Altro capitolo è rappresentato dalla pensione di anzianità: i deputati che hanno esercitato il loro mandato per almeno un anno completo hanno diritto, dopo la cessazione del mandato, a una pensione di anzianità a vita da versare a partire dal primo giorno del mese successivo a quello in cui compiono i 63 anni di età. La pensione ammonta al 3,5 % dell’indennità per ogni anno compiuto di esercizio del mandato e a un dodicesimo di quest’ultima per ogni ulteriore mese compiuto, sino a un massimo complessivo del 70 %. Il diritto a detta pensione sussiste a prescindere da altri trattamenti pensionistici (quindi è previsto quel cumulo tra diversi trattamenti, derivanti da mandati elettivi oltreché da attività lavorativa, che da noi è oggetto di polemica). Il pagamento della pensione di anzianità è sospeso per ogni beneficiario della pensione rieletto al Parlamento. I diritti alla pensione di anzianità acquisiti a titolo del nuovo mandato si aggiungono ai diritti maturati prima della rielezione. Il pagamento della pensione di anzianità riprende non appena il deputato cessa il suo mandato al Parlamento. Quando diversi mandati esercitati dallo stesso deputato sono separati da un periodo di interruzione, i periodi di tutti i mandati si sommano ai fini del calcolo.

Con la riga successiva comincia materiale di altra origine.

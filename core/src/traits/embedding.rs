use async_trait::async_trait;

#[async_trait]
pub trait Embedder: Send + Sync {
    fn name(&self) -> &str;

    async fn embed(&self, text: &str) -> anyhow::Result<Vec<f32>>;
}
use anyhow::{Context, Result};
use serde::{Deserialize, Serialize};
use std::collections::HashMap;
use std::path::Path;
use tracing::{debug, warn};

/// One stdio tool-host server entry.
#[derive(Debug, Clone, Default, PartialEq, Eq, Serialize, Deserialize)]
pub struct McpServerConfig {
    #[serde(default)]
    pub name: String,
    #[serde(default)]
    pub command: String,
    #[serde(default)]
    pub args: Vec<String>,
    #[serde(default)]
    pub env: HashMap<String, String>,
}

/// Reads the server list. A missing file means no servers; entries without a
/// name or command are skipped.
pub fn load_server_configs(path: &Path) -> Result<Vec<McpServerConfig>> {
    if !path.exists() {
        debug!(path = %path.display(), "No MCP server list found");
        return Ok(vec![]);
    }

    let content = std::fs::read_to_string(path)
        .with_context(|| format!("Failed to read MCP server list from {}", path.display()))?;
    let configs: Vec<McpServerConfig> = serde_json::from_str(&content)
        .with_context(|| format!("Failed to parse MCP server list from {}", path.display()))?;

    Ok(configs
        .into_iter()
        .filter(|c| {
            let usable = !c.name.trim().is_empty() && !c.command.trim().is_empty();
            if !usable {
                warn!(name = %c.name, "Skipping MCP server entry without name or command");
            }
            usable
        })
        .collect())
}
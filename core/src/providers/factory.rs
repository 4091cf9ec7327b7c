use crate::config::Config;
use crate::providers::{OpenAIEmbedder, OpenAIProvider};
use crate::traits::{ChatProvider, Embedder};
use anyhow::{Result, anyhow};
use std::sync::Arc;

pub fn create_chat_provider(config: &Config) -> Result<Arc<dyn ChatProvider>> {
    let api_key = resolve_api_key_with_fallback(
        &["OPENAI_API_KEY", "STRATA_OPENAI_API_KEY"],
        &config.chat.api_key,
    )
    .map_err(|e| anyhow!("{e} for chat (set OPENAI_API_KEY or [chat].api_key)"))?;

    let provider = OpenAIProvider::new(api_key)
        .with_model(config.chat.model.clone())
        .with_base_url(config.chat.base_url.clone())
        .with_temperature(config.chat.temperature);
    Ok(Arc::new(provider))
}

/// The embedding key falls back to the chat key when neither the embedding
/// environment variables nor `[embedding].api_key` are set.
pub fn create_embedder(config: &Config) -> Result<Arc<dyn Embedder>> {
    let api_key = resolve_api_key_with_fallback(
        &["EMBEDDING_API_KEY", "STRATA_EMBEDDING_API_KEY"],
        &config.embedding.api_key,
    )
    .or_else(|_| {
        resolve_api_key_with_fallback(
            &["OPENAI_API_KEY", "STRATA_OPENAI_API_KEY"],
            &config.chat.api_key,
        )
    })
    .map_err(|e| anyhow!("{e} for embeddings (set EMBEDDING_API_KEY or [embedding].api_key)"))?;

    let embedder = OpenAIEmbedder::new(api_key)
        .with_model(config.embedding.model.clone())
        .with_base_url(config.embedding.base_url.clone());
    Ok(Arc::new(embedder))
}

fn resolve_api_key_with_fallback(env_vars: &[&str], config_key: &str) -> Result<String> {
    for var_name in env_vars {
        if let Ok(key) = resolve_api_key_from_env(var_name) {
            return Ok(key);
        }
    }
    if !config_key.is_empty() {
        Ok(config_key.to_string())
    } else {
        Err(anyhow!("No API key found"))
    }
}

fn resolve_api_key_from_env(var_name: &str) -> Result<String> {
    std::env::var(var_name)
        .ok()
        .filter(|key| !key.trim().is_empty())
        .ok_or_else(|| anyhow!("Environment variable {} not set", var_name))
}
pub mod embedding;
pub mod provider;
pub mod tool;

pub use embedding::Embedder;
pub use provider::{
    ChatDelta, ChatMessage, ChatProvider, ChatRequest, ProviderEvent, ProviderStream, Role,
    ToolCall, ToolCallDelta,
};
pub use tool::{CapabilityProvider, ContentItem, Tool, ToolCallResult, ToolDescriptor};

E, ancora, la pensione di invalidità: il deputato che è riconosciuto portatore di un’invalidità ritenuta totale che gli impedisce di esercitare le sue funzioni e per tale motivo presenta le dimissioni ha diritto a una pensione di invalidità a decorrere dal giorno in cui le dimissioni prendono effetto. Il diritto alla pensione di invalidità cessa se il deputato non notifica le sue dimissioni entro i tre mesi successivi alla data in cui gli sia stato ufficialmente comunicato il riconoscimento dell’invalidità. L’importo della pensione di invalidità è pari per ogni anno completo di esercizio del mandato al 3,5% dell’indennità parlamentare e, per ogni mese completo supplementare, a un dodicesimo di tale somma, senza essere inferiore al 35% né superiore al 70% di detta indennità.
E’ poi riconosciuta anche una pensione detta dei superstiti ed orfani. Dulcis in fundo o in cauda venenum, a seconda dei punti di vista: l’acquisizione dei diritti pensionistici prevista dallo statuto non è soggetta ad alcun contributo da parte del deputato.